- _EXERCISE INPUTS_
# # #

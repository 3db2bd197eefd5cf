//! CLI error types.

use bracket_adapter::AdapterError;
use bracket_config::ConfigError;

/// CLI error type.
#[derive(Debug, thiserror::Error)]
pub(crate) enum CliError {
    #[error("{0}")]
    Config(#[from] ConfigError),

    #[error("{0}")]
    Adapter(#[from] AdapterError),

    #[error("{0}")]
    Io(#[from] std::io::Error),
}
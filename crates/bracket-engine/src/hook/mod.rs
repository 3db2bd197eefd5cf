//! Hooks: text transformations around parsing and stripping.
//!
//! Hooks run at fixed points of the pipeline:
//!
//! 1. [`Hook::before_parse`] / [`Hook::before_strip`] on the raw input.
//! 2. [`Hook::content`] on every escaped text run while rendering.
//! 3. [`Hook::after_parse`] / [`Hook::after_strip`] on the final output.
//!
//! Hooks registered on an engine run in registration order.

mod censor;
mod clickable;
mod emoticon;

use std::fmt;

pub use censor::CensorHook;
pub use clickable::ClickableHook;
pub use emoticon::{DEFAULT_EMOTICON_PATH, EmoticonHook};

use crate::{EngineError, HookContext, Resources};

/// Transforms text around the tag pipeline.
///
/// Every stage defaults to passing its input through unchanged.
pub trait Hook: Send {
    /// Hook name (e.g., "Censor").
    ///
    /// Registering a hook with the same name replaces the earlier one.
    fn name(&self) -> &str;

    /// Load resources before first use.
    ///
    /// Called once before the first parse or strip, and again after new
    /// resource paths are registered.
    ///
    /// # Errors
    ///
    /// Returns `EngineError::Resource` when a resource file is malformed.
    fn startup(&mut self, _resources: &Resources) -> Result<(), EngineError> {
        Ok(())
    }

    /// Transform raw input before tokenizing.
    fn before_parse(&self, content: &str) -> String {
        content.to_owned()
    }

    /// Transform an escaped text run outside verbatim tags.
    fn content(&self, text: &str, _ctx: &HookContext<'_>) -> String {
        text.to_owned()
    }

    /// Transform the rendered HTML.
    fn after_parse(&self, html: &str) -> String {
        html.to_owned()
    }

    /// Transform raw input before markup is stripped.
    fn before_strip(&self, content: &str) -> String {
        content.to_owned()
    }

    /// Transform stripped plain text.
    fn after_strip(&self, content: &str) -> String {
        content.to_owned()
    }
}

/// Built-in hook identifiers.
#[derive(Clone, Copy, Debug, PartialEq, Eq, Hash)]
pub enum HookKind {
    Censor,
    Clickable,
    Emoticon,
}

impl HookKind {
    /// Hooks installed by [`Engine::defaults`](crate::Engine::defaults).
    pub const DEFAULTS: [Self; 2] = [Self::Censor, Self::Clickable];

    /// Every built-in hook.
    pub const ALL: [Self; 3] = [Self::Censor, Self::Clickable, Self::Emoticon];

    /// Registry name.
    #[must_use]
    pub fn as_str(self) -> &'static str {
        match self {
            Self::Censor => "Censor",
            Self::Clickable => "Clickable",
            Self::Emoticon => "Emoticon",
        }
    }

    /// Resolve a registry name.
    ///
    /// # Errors
    ///
    /// Returns `EngineError::UnknownHook` if no built-in hook has the name.
    pub fn from_name(name: &str) -> Result<Self, EngineError> {
        Self::ALL
            .into_iter()
            .find(|kind| kind.as_str() == name)
            .ok_or_else(|| EngineError::UnknownHook(name.to_owned()))
    }

    /// Instantiate the hook with its default settings.
    #[must_use]
    pub fn create(self) -> Box<dyn Hook> {
        match self {
            Self::Censor => Box::new(CensorHook::new()),
            Self::Clickable => Box::new(ClickableHook),
            Self::Emoticon => Box::new(EmoticonHook::default()),
        }
    }
}

impl fmt::Display for HookKind {
    fn fmt(&self, f: &mut fmt::Formatter<'_>) -> fmt::Result {
        f.write_str(self.as_str())
    }
}
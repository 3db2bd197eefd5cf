//! Embedded videos from known providers.

use super::Filter;
use crate::tag::{AttrKind, AttrRule, DEFAULT_ATTR};
use crate::{EngineError, RenderContext, Tag, TagDef, TagOutput};

const PROVIDERS: &[&str] = &["youtube", "vimeo", "dailymotion"];
const SIZES: &[&str] = &["small", "medium", "large"];

const VIDEO_ATTRS: &[AttrRule] = &[
    AttrRule::new(DEFAULT_ATTR, AttrKind::Choice(PROVIDERS)),
    AttrRule::new("size", AttrKind::Choice(SIZES)),
];
const PROVIDER_ATTRS: &[AttrRule] = &[AttrRule::new("size", AttrKind::Choice(SIZES))];

static TAGS: &[TagDef] = &[
    TagDef::block("video").attributes(VIDEO_ATTRS),
    TagDef::block("youtube").attributes(PROVIDER_ATTRS),
    TagDef::block("vimeo").attributes(PROVIDER_ATTRS),
    TagDef::block("dailymotion").attributes(PROVIDER_ATTRS),
];

/// `[video=youtube]id[/video]`, or the provider as the tag: `[vimeo]id[/vimeo]`.
pub struct VideoFilter;

impl Filter for VideoFilter {
    fn name(&self) -> &'static str {
        "Video"
    }

    fn tags(&self) -> &'static [TagDef] {
        TAGS
    }

    fn render(
        &self,
        tag: &Tag,
        _content: &str,
        _ctx: &RenderContext<'_>,
    ) -> Result<TagOutput, EngineError> {
        let provider = match tag.name.as_str() {
            "video" => tag.default_attr(),
            name => Some(name),
        };
        let id = tag.text.trim();
        let (Some(provider), true) = (provider, is_video_id(id)) else {
            return Ok(TagOutput::Skip);
        };

        let src = match provider {
            "youtube" => format!("https://www.youtube.com/embed/{id}"),
            "vimeo" => format!("https://player.vimeo.com/video/{id}"),
            _ => format!("https://www.dailymotion.com/embed/video/{id}"),
        };
        let (width, height) = match tag.get("size") {
            Some("small") => (560, 315),
            Some("large") => (853, 480),
            _ => (640, 360),
        };

        Ok(TagOutput::html(format!(
            concat!(
                r#"<iframe class="bracket-video bracket-video-{}" src="{}" "#,
                r#"width="{}" height="{}" frameborder="0" allowfullscreen></iframe>"#
            ),
            provider, src, width, height
        )))
    }
}

fn is_video_id(id: &str) -> bool {
    !id.is_empty()
        && id
            .chars()
            .all(|c| c.is_ascii_alphanumeric() || c == '-' || c == '_')
}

# # #

Begin with the top line of the material and go as far as the line with "run while rendering.". Set down those lines exactly, both ends included, and nothing more.

repository 3db2bd197eefd5cf
//! CLI error types.

use bracket_adapter::AdapterError;
use bracket_config::ConfigError;

/// CLI error type.
#[derive(Debug, thiserror::Error)]
pub(crate) enum CliError {
    #[error("{0}")]
    Config(#[from] ConfigError),

    #[error("{0}")]
    Adapter(#[from] AdapterError),

    #[error("{0}")]
    Io(#[from] std::io::Error),
}
filename crates/bracket-engine/src/hook/mod.rs
repository 3db2bd197eefd5cf
//! Hooks: text transformations around parsing and stripping.
//!
//! Hooks run at fixed points of the pipeline:
//!
//! 1. [`Hook::before_parse`] / [`Hook::before_strip`] on the raw input.
//! 2. [`Hook::content`] on every escaped text run while rendering.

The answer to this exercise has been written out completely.